[What needs to be done]: From the line containing "pub fn init_logging_stderr()" onward to the last line of the data below, copy each line exactly and add nothing.
== Provided entries ==
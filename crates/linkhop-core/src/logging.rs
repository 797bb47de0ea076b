//! Tracing setup for the `linkhop` binary.
//!
//! Logs go to `linkhop.log` under the XDG state dir when it is writable and
//! to stderr otherwise. The filter comes from `LINKHOP_LOG`, then `RUST_LOG`,
//! then [`DEFAULT_FILTER`].

use anyhow::{Context, Result};
use std::fmt;
use std::fs::{self, File};
use std::path::PathBuf;
use std::sync::Mutex;
use tracing_subscriber::EnvFilter;

/// Verbose for our own crates, quiet for dependencies.
pub const DEFAULT_FILTER: &str = "info,linkhop=debug,linkhop_core=debug,linkhop_axum=debug";

/// Takes precedence over `RUST_LOG` so the endpoint can be tuned on its own.
pub const FILTER_ENV: &str = "LINKHOP_LOG";

/// Where log lines end up after [`init_logging`].
#[derive(Debug, Clone, PartialEq, Eq)]
pub enum LogDestination {
    File(PathBuf),
    Stderr,
}

impl fmt::Display for LogDestination {
    fn fmt(&self, f: &mut fmt::Formatter<'_>) -> fmt::Result {
        match self {
            LogDestination::File(path) => write!(f, "{}", path.display()),
            LogDestination::Stderr => f.write_str("stderr"),
        }
    }
}

/// Pick the filter directives: first non-blank of `linkhop_log`, `rust_log`, default.
pub fn filter_directives(linkhop_log: Option<&str>, rust_log: Option<&str>) -> String {
    [linkhop_log, rust_log]
        .into_iter()
        .flatten()
        .map(str::trim)
        .find(|d| !d.is_empty())
        .unwrap_or(DEFAULT_FILTER)
        .to_string()
}

fn env_filter() -> EnvFilter {
    let linkhop_log = std::env::var(FILTER_ENV).ok();
    let rust_log = std::env::var(EnvFilter::DEFAULT_ENV).ok();
    let directives = filter_directives(linkhop_log.as_deref(), rust_log.as_deref());
    EnvFilter::try_new(&directives).unwrap_or_else(|e| {
        eprintln!("linkhop: ignoring log filter {:?}: {}", directives, e);
        EnvFilter::new(DEFAULT_FILTER)
    })
}

/// `~/.local/state/linkhop/linkhop.log`, creating the directory.
pub fn log_file_path() -> Result<PathBuf> {
    let dirs = xdg::BaseDirectories::with_prefix("linkhop")?;
    let dir = dirs.get_state_home();
    fs::create_dir_all(&dir).with_context(|| format!("creating {}", dir.display()))?;
    Ok(dir.join("linkhop.log"))
}

fn open_log_file() -> Result<(PathBuf, File)> {
    let path = log_file_path()?;
    let file = fs::OpenOptions::new()
        .create(true)
        .append(true)
        .open(&path)
        .with_context(|| format!("opening {}", path.display()))?;
    Ok((path, file))
}

/// Install the global subscriber. Falls back to stderr if the log file cannot be opened.
///
/// Safe to call more than once; later calls leave the first subscriber in place.
pub fn init_logging() -> LogDestination {
    match open_log_file() {
        Ok((path, file)) => {
            // `Mutex<File>` is a `MakeWriter`; the lock keeps lines from interleaving.
            let installed = tracing_subscriber::fmt()
                .with_env_filter(env_filter())
                .with_writer(Mutex::new(file))
                .with_ansi(false)
                .try_init()
                .is_ok();
            let destination = LogDestination::File(path);
            if installed {
                tracing::info!("linkhop logging to {}", destination);
            }
            destination
        }
        Err(err) => {
            init_logging_stderr();
            tracing::warn!("file logging unavailable, using stderr: {:#}", err);
            LogDestination::Stderr
        }
    }
}

/// Install a stderr-only subscriber.
pub fn init_logging_stderr() {
    let _ = tracing_subscriber::fmt()
        .with_env_filter(env_filter())
        .with_writer(std::io::stderr)
        .with_ansi(false)
        .try_init();
}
===
[Solution to the problem]:
pub fn init_logging_stderr() {
    let _ = tracing_subscriber::fmt()
        .with_env_filter(env_filter())
        .with_writer(std::io::stderr)
        .with_ansi(false)
        .try_init();
}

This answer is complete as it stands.